Gone are the days when the oil industry seemed to be on track for a lucrative decline. Demand for crude will take longer to peak than previously estimated as governments prioritize growth and energy security over efforts to curb consumption. That’s according to a report issued Sunday by Vitol Group, the world’s largest independent oil trader. “Over the past year, decarbonisation policies have become a less decisive driver of efforts to curb oil consumption and reduce carbon dioxide emissions,” the report stated, according to Bloomberg. “Policy priorities have increasingly been reframed around economic competitiveness and geopolitical strategy.”

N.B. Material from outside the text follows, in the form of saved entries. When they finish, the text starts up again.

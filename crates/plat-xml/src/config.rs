//! Parser and reader tuning knobs.

use plat_core::EntityFilter;

/// Configuration for a [`StreamingParser`](crate::parser::StreamingParser).
///
/// Controls how output buffers are sized and when a buffer is handed
/// to the consumer. All values are read at construction and immutable
/// afterwards.
#[derive(Clone, Debug)]
pub struct ParserConfig {
    /// Initial allocation of each output buffer in bytes.
    ///
    /// Default: 1 MiB.
    pub buffer_capacity: usize,

    /// Committed bytes that trigger handing the buffer off.
    ///
    /// Checked between entities, so a buffer can overshoot this by one
    /// entity's encoding. Default: 900 KiB, leaving headroom below the
    /// initial capacity for the entity in flight.
    pub flush_bytes: usize,

    /// Entities written since the last hand-off that trigger the next
    /// one regardless of byte count.
    ///
    /// Default: 10 000.
    pub flush_entities: usize,
}

impl ParserConfig {
    /// Default initial buffer allocation.
    pub const DEFAULT_BUFFER_CAPACITY: usize = 1024 * 1024;

    /// Default byte threshold for a buffer hand-off.
    pub const DEFAULT_FLUSH_BYTES: usize = 900 * 1024;

    /// Default entity-count threshold for a buffer hand-off.
    pub const DEFAULT_FLUSH_ENTITIES: usize = 10_000;

    /// The default configuration.
    pub fn new() -> Self {
        Self {
            buffer_capacity: Self::DEFAULT_BUFFER_CAPACITY,
            flush_bytes: Self::DEFAULT_FLUSH_BYTES,
            flush_entities: Self::DEFAULT_FLUSH_ENTITIES,
        }
    }
}

impl Default for ParserConfig {
    fn default() -> Self {
        Self::new()
    }
}

/// Configuration for a [`Reader`](crate::reader::Reader).
#[derive(Clone, Debug)]
pub struct ReaderConfig {
    /// Bytes requested from the source per read call.
    ///
    /// Default: 64 KiB.
    pub chunk_size: usize,

    /// Which entity kinds to materialize. Default: all of them.
    pub filter: EntityFilter,

    /// Tuning for the parser thread.
    pub parser: ParserConfig,
}

impl ReaderConfig {
    /// Default source read size.
    pub const DEFAULT_CHUNK_SIZE: usize = 64 * 1024;

    /// The default configuration.
    pub fn new() -> Self {
        Self {
            chunk_size: Self::DEFAULT_CHUNK_SIZE,
            filter: EntityFilter::all(),
            parser: ParserConfig::new(),
        }
    }
}

impl Default for ReaderConfig {
    fn default() -> Self {
        Self::new()
    }
}
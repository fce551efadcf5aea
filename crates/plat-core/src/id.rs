//! Strongly-typed object identifiers.

use std::fmt;

/// Identifies an OpenStreetMap object.
///
/// Identifiers are signed: negative values denote locally created
/// objects that have not been uploaded, as produced by most editors.
/// Derived objects such as areas use the magnitude's low bit to record
/// provenance, so the sign must survive all arithmetic on the id.
#[derive(Clone, Copy, Debug, Default, PartialEq, Eq, Hash, PartialOrd, Ord)]
pub struct ObjectId(pub i64);

impl ObjectId {
    /// The absolute value of the id as an unsigned integer.
    ///
    /// Well-defined for `i64::MIN`, unlike `i64::abs`.
    pub fn magnitude(self) -> u64 {
        self.0.unsigned_abs()
    }
}

impl fmt::Display for ObjectId {
    fn fmt(&self, f: &mut fmt::Formatter<'_>) -> fmt::Result {
        write!(f, "{}", self.0)
    }
}

impl From<i64> for ObjectId {
    fn from(v: i64) -> Self {
        Self(v)
    }
}

#[cfg(test)]
mod tests {
    use super::*;

    #[test]
    fn magnitude_handles_extremes() {
        assert_eq!(ObjectId(0).magnitude(), 0);
        assert_eq!(ObjectId(-7).magnitude(), 7);
        assert_eq!(ObjectId(i64::MIN).magnitude(), 1u64 << 63);
    }

    #[test]
    fn display_keeps_the_sign() {
        assert_eq!(ObjectId(-42).to_string(), "-42");
        assert_eq!(ObjectId(17).to_string(), "17");
    }
}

The race for a long-duration energy storage solution has a new competitor. The Dutch startup Ore Energy has deployed its iron-air storage technology successfully on the grid for a technical pilot of its system that can store for 100 hours of power. The pilot, the first of its kind in Europe, demonstrated that the company’s technology can store and discharge energy for up to four days. “This pilot allowed us to evaluate iron-air performance under European operating profiles and real-world grid conditions,” Aytaç Yilmaz, co-founder and CEO of Ore Energy, said in a statement.